HuR enhances the stability of FGF19 mRNA to suppress Kupffer cell activation and mitigate inflammation and fibrosis in non-alcoholic fatty liver disease.

Abstract

This study explores how human antigen R (HuR) stabilizes fibroblast growth factor 19 (FGF19) mRNA, inhibiting Kupffer cell (KC) activation to reduce inflammation and fibrosis in non-alcoholic fatty liver disease (NAFLD). An animal model of NAFLD was established in mice by administering a high-fat diet (HFD). In vitro study utilized a lipopolysaccharide-induced immortalized mouse KC model. HuR expression markedly decreased in HFD-induced NAFLD liver tissue.

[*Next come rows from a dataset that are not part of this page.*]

//! Persistence layer.
//!
//! The agents only need a narrow view of the tender service's data: the
//! session store and the bid store. Both are traits so the scheduler can run
//! against SQLite in production and an in-memory store in tests.

pub mod memory;
pub mod sqlite;

use async_trait::async_trait;
use chrono::{DateTime, Duration, Utc};
use std::future::Future;
use std::time::Instant;
use tracing::debug;

use crate::error::{AuctionError, StoreError};
use crate::types::{Bid, Session, SessionStatus};

/// Result of the accept-bid transaction.
#[derive(Debug, Clone, PartialEq)]
pub enum BidOutcome {
    /// The bid was inserted and the session updated.
    Placed(Bid),
    /// The additional purchase had already run out: no bid was inserted and
    /// the session was closed.
    Expired,
}

#[cfg_attr(test, mockall::automock)]
#[async_trait]
pub trait SessionStore: Send + Sync {
    /// Session with its last bid and product lines, `None` if unknown.
    async fn get_session(&self, id: i64) -> Result<Option<Session>, StoreError>;

    /// Overwrite a session's mutable columns. Fails with
    /// `StoreError::SessionClosed` once the stored session is terminal.
    async fn update_session(&self, session: &Session) -> Result<(), StoreError>;

    /// Close the session if its deadline has passed at `now`, writing only the
    /// status. The decision is taken on the stored row, so a bid accepted
    /// after the caller last read the session still counts. Returns the new
    /// status, or `None` if the session is still open or already closed.
    async fn close_expired(
        &self,
        id: i64,
        now: DateTime<Utc>,
    ) -> Result<Option<SessionStatus>, StoreError>;

    async fn list_sessions_by_status(
        &self,
        status: SessionStatus,
    ) -> Result<Vec<Session>, StoreError>;
}

#[async_trait]
pub trait BidStore: Send + Sync {
    /// Run the accept-bid transaction for `provider_id` at time `at`.
    ///
    /// Implementations load the session, apply
    /// [`crate::auction::transition::apply_bid`], then insert the bid and
    /// write the session back atomically. Nothing is written on error.
    async fn insert_bid(
        &self,
        session_id: i64,
        provider_id: i64,
        at: DateTime<Utc>,
    ) -> Result<BidOutcome, AuctionError>;

    async fn count_bids(&self, session_id: i64, user_id: i64) -> Result<i64, StoreError>;

    /// Time since the user's latest bid in the session, `None` if they never bid.
    async fn time_since_last_bid(
        &self,
        session_id: i64,
        user_id: i64,
    ) -> Result<Option<Duration>, StoreError>;

    async fn count_distinct_bidders(&self, session_id: i64) -> Result<i64, StoreError>;
}

/// Everything the agents need from storage.
pub trait AuctionStore: SessionStore + BidStore {}

impl<T: SessionStore + BidStore> AuctionStore for T {}

/// Await a store call, logging its duration at debug level when it succeeds.
pub(crate) async fn profiled<T, E, F>(op: &'static str, call: F) -> Result<T, E>
where
    F: Future<Output = Result<T, E>>,
{
    let started = Instant::now();
    let result = call.await;
    if result.is_ok() {
        debug!(
            op,
            elapsed_ms = format!("{:.3}", started.elapsed().as_secs_f64() * 1000.0),
            "Store call complete"
        );
    }
    result
}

Overexpression of HuR via adeno-associated virus (AAV) vectors mitigated key pathological features of NAFLD, including hepatic inflammation and fibrosis. Moreover, HuR overexpression suppressed KC activation in both in vitro and in vivo models. Mechanistically, HuR bound AU-rich elements in FGF19 mRNA, enhancing its stability. FGF19 overexpression similarly mitigated HFD-induced liver pathology. Conversely, FGF19 silencing reversed HuR's inhibition of KC activation and abrogated HuR's protection against liver inflammation and fibrosis. This research elucidates a novel mechanism underlying the interaction between HuR and FGF19 in mitigating the pathological progression of NAFLD, providing potential therapeutic targets for this prevalent liver disease.